■ **Aim of the task**: A single number is the answer here: the count of lines in the records below in which the word "impl" appears.

(Collected data)
_____

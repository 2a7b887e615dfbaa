//! On-disk credential formats: the OAuth client secrets file and the cached
//! authorized-user token file.
//!
//! Both follow Google's JSON layouts so files produced by other Google
//! client libraries can be reused.

use std::fs;
use std::path::Path;

use anyhow::{Context, Result};
use chrono::{DateTime, Duration, Utc};
use serde::{Deserialize, Serialize};

/// Tokens this close to expiry are treated as expired.
const EXPIRY_SKEW_SECONDS: i64 = 60;

/// An installed-app (or web) OAuth client.
#[derive(Debug, Clone, PartialEq, Eq, Deserialize)]
pub struct ClientSecrets {
    pub client_id: String,
    pub client_secret: String,
    pub auth_uri: String,
    pub token_uri: String,
    #[serde(default)]
    pub redirect_uris: Vec<String>,
}

#[derive(Debug, Deserialize)]
struct ClientSecretsFile {
    installed: Option<ClientSecrets>,
    web: Option<ClientSecrets>,
}

impl ClientSecrets {
    pub fn load(path: &Path) -> Result<Self> {
        let raw = fs::read_to_string(path)
            .with_context(|| format!("Failed to read client secrets file {:?}", path))?;
        let file: ClientSecretsFile = serde_json::from_str(&raw)
            .with_context(|| format!("Failed to parse client secrets file {:?}", path))?;
        file.installed.or(file.web).with_context(|| {
            format!(
                "Client secrets file {:?} has neither an \"installed\" nor a \"web\" section",
                path
            )
        })
    }
}

/// Cached user credentials, in the authorized-user file format.
#[derive(Debug, Clone, PartialEq, Eq, Serialize, Deserialize)]
pub struct AuthorizedUser {
    /// The access token.
    pub token: String,
    #[serde(default)]
    pub refresh_token: Option<String>,
    pub token_uri: String,
    pub client_id: String,
    pub client_secret: String,
    #[serde(default)]
    pub scopes: Vec<String>,
    #[serde(default)]
    pub expiry: Option<DateTime<Utc>>,
}

impl AuthorizedUser {
    /// A token without an expiry is assumed valid.
    pub fn is_valid_at(&self, now: DateTime<Utc>) -> bool {
        match self.expiry {
            Some(expiry) => expiry - Duration::seconds(EXPIRY_SKEW_SECONDS) > now,
            None => true,
        }
    }

    pub fn is_valid(&self) -> bool {
        self.is_valid_at(Utc::now())
    }

    /// `Ok(None)` when the file does not exist yet.
    pub fn load(path: &Path) -> Result<Option<Self>> {
        if !path.exists() {
            return Ok(None);
        }
        let raw = fs::read_to_string(path)
            .with_context(|| format!("Failed to read token file {:?}", path))?;
        let user = serde_json::from_str(&raw)
            .with_context(|| format!("Failed to parse token file {:?}", path))?;
        Ok(Some(user))
    }

    /// Overwrite `path` with these credentials.
    pub fn save(&self, path: &Path) -> Result<()> {
        if let Some(parent) = path.parent().filter(|p| !p.as_os_str().is_empty()) {
            fs::create_dir_all(parent)
                .with_context(|| format!("Failed to create token directory {:?}", parent))?;
        }
        let json = serde_json::to_string_pretty(self)?;
        fs::write(path, json).with_context(|| format!("Failed to write token file {:?}", path))?;
        Ok(())
    }
}
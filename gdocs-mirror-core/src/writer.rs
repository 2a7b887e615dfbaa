//! Local Tree Writer: recreates a [`Folder`] subtree under a local directory,
//! one markdown file per document.
//!
//! Directories are created lazily with `create_dir_all` when the first file
//! beneath them is written, so a branch without documents leaves nothing on
//! disk while a document-less folder above a populated one is created as an
//! ancestor. Existing files are overwritten.

use std::fs;
use std::path::Path;

use tracing::{debug, info};

use crate::error::{Result, SyncError};
use crate::model::{checked_safe_name, Folder};

/// What a write pass did on disk.
#[derive(Debug, Clone, Copy, Default, PartialEq, Eq)]
pub struct WriteStats {
    /// Directories of document-holding folders that did not exist before
    /// this pass. Ancestors created along the way are not counted.
    pub directories_created: usize,
    pub files_written: usize,
}

impl WriteStats {
    fn absorb(&mut self, other: WriteStats) {
        self.directories_created += other.directories_created;
        self.files_written += other.files_written;
    }
}

/// Write `folder` to `parent_path / folder.safe_name`, recursing into
/// subfolders.
pub fn write_folder(folder: &Folder, parent_path: &Path) -> Result<WriteStats> {
    let mut stats = WriteStats::default();

    if folder.total_documents() == 0 {
        debug!(folder_id = %folder.id, folder_name = %folder.name, "Skipping folder without documents");
        return Ok(stats);
    }

    let target = parent_path.join(checked_safe_name(&folder.name)?);

    if !folder.documents.is_empty() {
        if !target.is_dir() {
            fs::create_dir_all(&target).map_err(|e| SyncError::io(&target, e))?;
            stats.directories_created += 1;
            debug!(path = %target.display(), "Created folder directory");
        }

        for document in &folder.documents {
            let path = target.join(document.file_name()?);
            info!(document_id = %document.id, path = %path.display(), "Writing document");
            fs::write(&path, document.rendered()).map_err(|e| SyncError::io(&path, e))?;
            stats.files_written += 1;
        }
    }

    for subfolder in &folder.subfolders {
        stats.absorb(write_folder(subfolder, &target)?);
    }

    Ok(stats)
}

_____

■ **Written reply**: 3